Look for "host" in the material below and show each line that contains it.

[[ Supplied material, beginning ]]

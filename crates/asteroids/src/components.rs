//! Game-specific state carried per entity

use sim_engine::ecs::EntityId;
use sim_engine::foundation::math::Vec2;

/// Asteroid state
#[derive(Debug, Clone, PartialEq)]
pub struct AsteroidState {
    /// Entity id
    pub id: EntityId,

    /// Size (scale); always positive
    pub size: f32,

    /// Unit direction of travel
    pub trajectory: Vec2,

    /// Seconds until the asteroid despawns on its own
    pub remaining_lifetime: f32,
}

impl AsteroidState {
    /// Mass reported to the physics host
    pub fn mass(&self, density: f32) -> f32 {
        self.size * density
    }

    /// One-off impulse that sets the asteroid drifting
    pub fn impulse(&self, speed: f32) -> Vec2 {
        self.trajectory * speed
    }

    /// Whether a hit splits this asteroid rather than destroying it
    ///
    /// The threshold is half the current size regardless of the split
    /// factor, which bounds fragmentation.
    pub fn can_split(&self, min_sprite_size: f32) -> bool {
        self.size * 0.5 > min_sprite_size
    }

    /// Points for destroying this asteroid: `floor(points_per_kill / size)`
    pub fn kill_points(&self, points_per_kill: u32) -> u32 {
        let points = (points_per_kill as f32 / self.size).floor();
        if points.is_finite() && points > 0.0 {
            points.min(u32::MAX as f32) as u32
        } else {
            0
        }
    }
}

/// Bullet state
#[derive(Debug, Clone, Copy, PartialEq)]
pub struct BulletState {
    /// Entity id
    pub id: EntityId,

    /// Seconds until the bullet despawns on its own
    pub remaining_lifetime: f32,
}

/// Player ship state
#[derive(Debug, Clone, Copy, PartialEq, Eq)]
pub struct PlayerState {
    /// Entity id (stable for the whole session)
    pub id: EntityId,

    /// Whether the ship is in play
    pub alive: bool,

    /// Whether asteroid contacts are currently ignored
    pub invulnerable: bool,
}

impl PlayerState {
    /// Whether an asteroid contact should hurt the ship
    pub fn is_vulnerable(&self) -> bool {
        self.alive && !self.invulnerable
    }
}

/// Per-tick ship controls sent by the host
#[derive(Debug, Clone, Copy, PartialEq, Default)]
pub struct PlayerInput {
    /// Thrust forward this tick
    pub thrust: bool,

    /// Turn direction: positive is counter-clockwise, zero for none
    pub turn: f32,

    /// Fire one bullet along this heading (unit-length not required)
    pub fire: Option<Vec2>,
}

#[cfg(test)]
mod tests {
    use super::*;
    use approx::assert_relative_eq;

    fn asteroid(size: f32) -> AsteroidState {
        AsteroidState {
            id: EntityId::default(),
            size,
            trajectory: Vec2::new(0.0, 1.0),
            remaining_lifetime: 30.0,
        }
    }

    #[test]
    fn test_kill_points_scale_with_size() {
        assert_eq!(asteroid(2.0).kill_points(100), 50);
        assert_eq!(asteroid(1.0).kill_points(100), 100);
        assert_eq!(asteroid(0.75).kill_points(100), 133);
        assert_eq!(asteroid(3.0).kill_points(100), 33);
    }

    #[test]
    fn test_kill_points_never_overflow() {
        assert_eq!(asteroid(1e-30).kill_points(u32::MAX), u32::MAX);
    }

    #[test]
    fn test_can_split_uses_half_size() {
        assert!(asteroid(1.2).can_split(0.5));
        assert!(!asteroid(1.0).can_split(0.5));
        assert!(!asteroid(0.8).can_split(0.5));
    }

    #[test]
    fn test_mass_and_impulse() {
        let a = asteroid(1.5);
        assert_relative_eq!(a.mass(4.0), 6.0);
        assert_relative_eq!(a.impulse(50.0), Vec2::new(0.0, 50.0));
    }

    #[test]
    fn test_player_vulnerability() {
        let mut player = PlayerState {
            id: EntityId::default(),
            alive: true,
            invulnerable: true,
        };
        assert!(!player.is_vulnerable());
        player.invulnerable = false;
        assert!(player.is_vulnerable());
        player.alive = false;
        assert!(!player.is_vulnerable());
    }
}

[[ Supplied material, end ]]

## [Expected answer]
    /// Mass reported to the physics host
/// Per-tick ship controls sent by the host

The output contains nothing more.